Find the word "await" in the records and copy every line where it occurs.
+ + + +
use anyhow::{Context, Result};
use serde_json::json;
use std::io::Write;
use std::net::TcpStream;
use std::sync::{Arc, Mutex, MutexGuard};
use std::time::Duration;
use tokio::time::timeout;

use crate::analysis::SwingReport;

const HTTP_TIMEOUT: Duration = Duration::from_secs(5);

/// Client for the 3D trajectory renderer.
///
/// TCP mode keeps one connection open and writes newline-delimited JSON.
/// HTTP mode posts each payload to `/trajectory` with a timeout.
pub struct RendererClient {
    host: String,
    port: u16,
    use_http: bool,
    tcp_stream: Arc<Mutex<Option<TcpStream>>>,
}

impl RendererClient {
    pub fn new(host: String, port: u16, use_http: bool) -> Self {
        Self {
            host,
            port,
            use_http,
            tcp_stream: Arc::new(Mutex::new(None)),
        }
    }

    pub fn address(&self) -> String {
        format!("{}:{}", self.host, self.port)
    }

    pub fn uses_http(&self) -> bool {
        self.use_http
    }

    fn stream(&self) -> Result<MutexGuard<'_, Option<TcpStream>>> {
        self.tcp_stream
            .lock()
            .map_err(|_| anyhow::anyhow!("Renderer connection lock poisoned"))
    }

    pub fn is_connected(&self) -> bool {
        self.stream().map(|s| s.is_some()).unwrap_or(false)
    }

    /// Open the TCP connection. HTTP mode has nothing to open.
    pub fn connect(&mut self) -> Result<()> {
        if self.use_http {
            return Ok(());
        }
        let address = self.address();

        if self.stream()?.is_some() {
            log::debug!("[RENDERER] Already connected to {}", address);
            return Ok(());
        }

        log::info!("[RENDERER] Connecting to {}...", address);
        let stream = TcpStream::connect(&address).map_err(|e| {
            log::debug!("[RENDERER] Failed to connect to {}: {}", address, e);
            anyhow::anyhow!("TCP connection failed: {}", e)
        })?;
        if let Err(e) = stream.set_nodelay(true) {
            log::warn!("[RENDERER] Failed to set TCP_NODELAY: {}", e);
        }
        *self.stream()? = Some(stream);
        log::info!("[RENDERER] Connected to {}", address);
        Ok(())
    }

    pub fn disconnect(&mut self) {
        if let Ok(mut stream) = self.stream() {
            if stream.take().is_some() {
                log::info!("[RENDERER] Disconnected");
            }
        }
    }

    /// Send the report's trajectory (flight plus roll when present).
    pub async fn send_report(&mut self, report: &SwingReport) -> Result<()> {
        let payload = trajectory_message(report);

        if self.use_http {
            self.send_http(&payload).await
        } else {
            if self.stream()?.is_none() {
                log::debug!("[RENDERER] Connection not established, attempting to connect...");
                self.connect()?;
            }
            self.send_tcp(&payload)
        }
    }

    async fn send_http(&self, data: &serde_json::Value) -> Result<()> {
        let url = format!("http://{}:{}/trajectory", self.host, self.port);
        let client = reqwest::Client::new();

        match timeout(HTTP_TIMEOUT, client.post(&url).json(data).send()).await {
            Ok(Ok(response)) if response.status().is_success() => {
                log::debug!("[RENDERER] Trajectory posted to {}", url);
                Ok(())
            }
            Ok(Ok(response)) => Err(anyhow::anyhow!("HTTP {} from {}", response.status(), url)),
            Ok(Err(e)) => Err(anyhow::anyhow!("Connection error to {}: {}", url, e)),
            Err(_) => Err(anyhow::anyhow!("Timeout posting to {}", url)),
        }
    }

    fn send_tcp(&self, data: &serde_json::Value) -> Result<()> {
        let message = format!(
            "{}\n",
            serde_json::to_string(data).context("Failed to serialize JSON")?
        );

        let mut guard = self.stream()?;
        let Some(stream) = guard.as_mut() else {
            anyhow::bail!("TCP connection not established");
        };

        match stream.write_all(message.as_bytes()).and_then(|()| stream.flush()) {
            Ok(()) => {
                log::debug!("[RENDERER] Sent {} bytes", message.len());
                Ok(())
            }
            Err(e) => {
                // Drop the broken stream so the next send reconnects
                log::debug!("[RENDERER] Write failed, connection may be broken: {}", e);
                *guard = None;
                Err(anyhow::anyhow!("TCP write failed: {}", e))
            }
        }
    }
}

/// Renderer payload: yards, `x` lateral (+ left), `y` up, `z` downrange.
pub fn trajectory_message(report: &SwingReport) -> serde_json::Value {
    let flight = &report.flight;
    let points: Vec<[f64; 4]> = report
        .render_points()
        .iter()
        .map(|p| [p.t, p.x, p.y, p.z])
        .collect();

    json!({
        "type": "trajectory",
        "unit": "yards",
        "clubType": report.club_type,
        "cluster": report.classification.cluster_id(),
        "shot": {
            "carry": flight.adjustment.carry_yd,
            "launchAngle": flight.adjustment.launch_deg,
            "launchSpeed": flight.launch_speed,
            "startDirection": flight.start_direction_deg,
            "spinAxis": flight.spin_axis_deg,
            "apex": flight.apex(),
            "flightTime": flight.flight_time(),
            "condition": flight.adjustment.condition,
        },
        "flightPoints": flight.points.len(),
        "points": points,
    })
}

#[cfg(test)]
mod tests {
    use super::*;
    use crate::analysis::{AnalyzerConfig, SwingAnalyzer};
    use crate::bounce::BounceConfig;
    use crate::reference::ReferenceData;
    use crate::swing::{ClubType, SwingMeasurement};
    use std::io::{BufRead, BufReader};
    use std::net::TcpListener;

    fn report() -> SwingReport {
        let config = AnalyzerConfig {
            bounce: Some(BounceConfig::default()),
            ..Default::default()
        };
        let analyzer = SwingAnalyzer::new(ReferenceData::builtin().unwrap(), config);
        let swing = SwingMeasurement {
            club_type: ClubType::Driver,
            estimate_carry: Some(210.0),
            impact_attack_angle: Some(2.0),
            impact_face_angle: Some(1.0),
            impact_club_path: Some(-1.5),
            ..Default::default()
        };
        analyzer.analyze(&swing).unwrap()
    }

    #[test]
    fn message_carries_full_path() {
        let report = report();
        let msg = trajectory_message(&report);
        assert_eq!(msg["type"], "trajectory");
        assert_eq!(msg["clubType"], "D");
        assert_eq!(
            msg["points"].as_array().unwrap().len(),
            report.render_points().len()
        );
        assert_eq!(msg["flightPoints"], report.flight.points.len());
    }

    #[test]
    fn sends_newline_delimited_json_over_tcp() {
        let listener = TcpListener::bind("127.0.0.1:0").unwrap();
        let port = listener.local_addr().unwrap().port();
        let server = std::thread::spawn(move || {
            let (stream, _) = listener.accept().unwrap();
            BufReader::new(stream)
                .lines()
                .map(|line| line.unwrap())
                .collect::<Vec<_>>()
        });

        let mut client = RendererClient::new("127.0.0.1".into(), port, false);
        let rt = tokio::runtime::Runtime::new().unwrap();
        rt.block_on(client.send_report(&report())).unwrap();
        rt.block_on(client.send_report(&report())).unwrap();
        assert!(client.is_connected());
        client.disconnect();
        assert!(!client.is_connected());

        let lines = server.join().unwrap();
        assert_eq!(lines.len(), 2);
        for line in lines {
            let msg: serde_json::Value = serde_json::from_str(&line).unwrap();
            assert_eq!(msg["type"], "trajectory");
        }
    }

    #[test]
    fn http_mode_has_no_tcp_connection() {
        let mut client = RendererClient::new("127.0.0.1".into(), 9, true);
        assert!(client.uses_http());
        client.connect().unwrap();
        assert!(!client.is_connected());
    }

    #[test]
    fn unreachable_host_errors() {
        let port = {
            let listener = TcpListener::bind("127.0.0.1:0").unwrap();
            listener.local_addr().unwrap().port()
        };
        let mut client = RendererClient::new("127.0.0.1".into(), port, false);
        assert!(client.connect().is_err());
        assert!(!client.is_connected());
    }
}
+ + + +
▶ Solution to the problem
            self.send_http(&payload).await
        match timeout(HTTP_TIMEOUT, client.post(&url).json(data).send()).await {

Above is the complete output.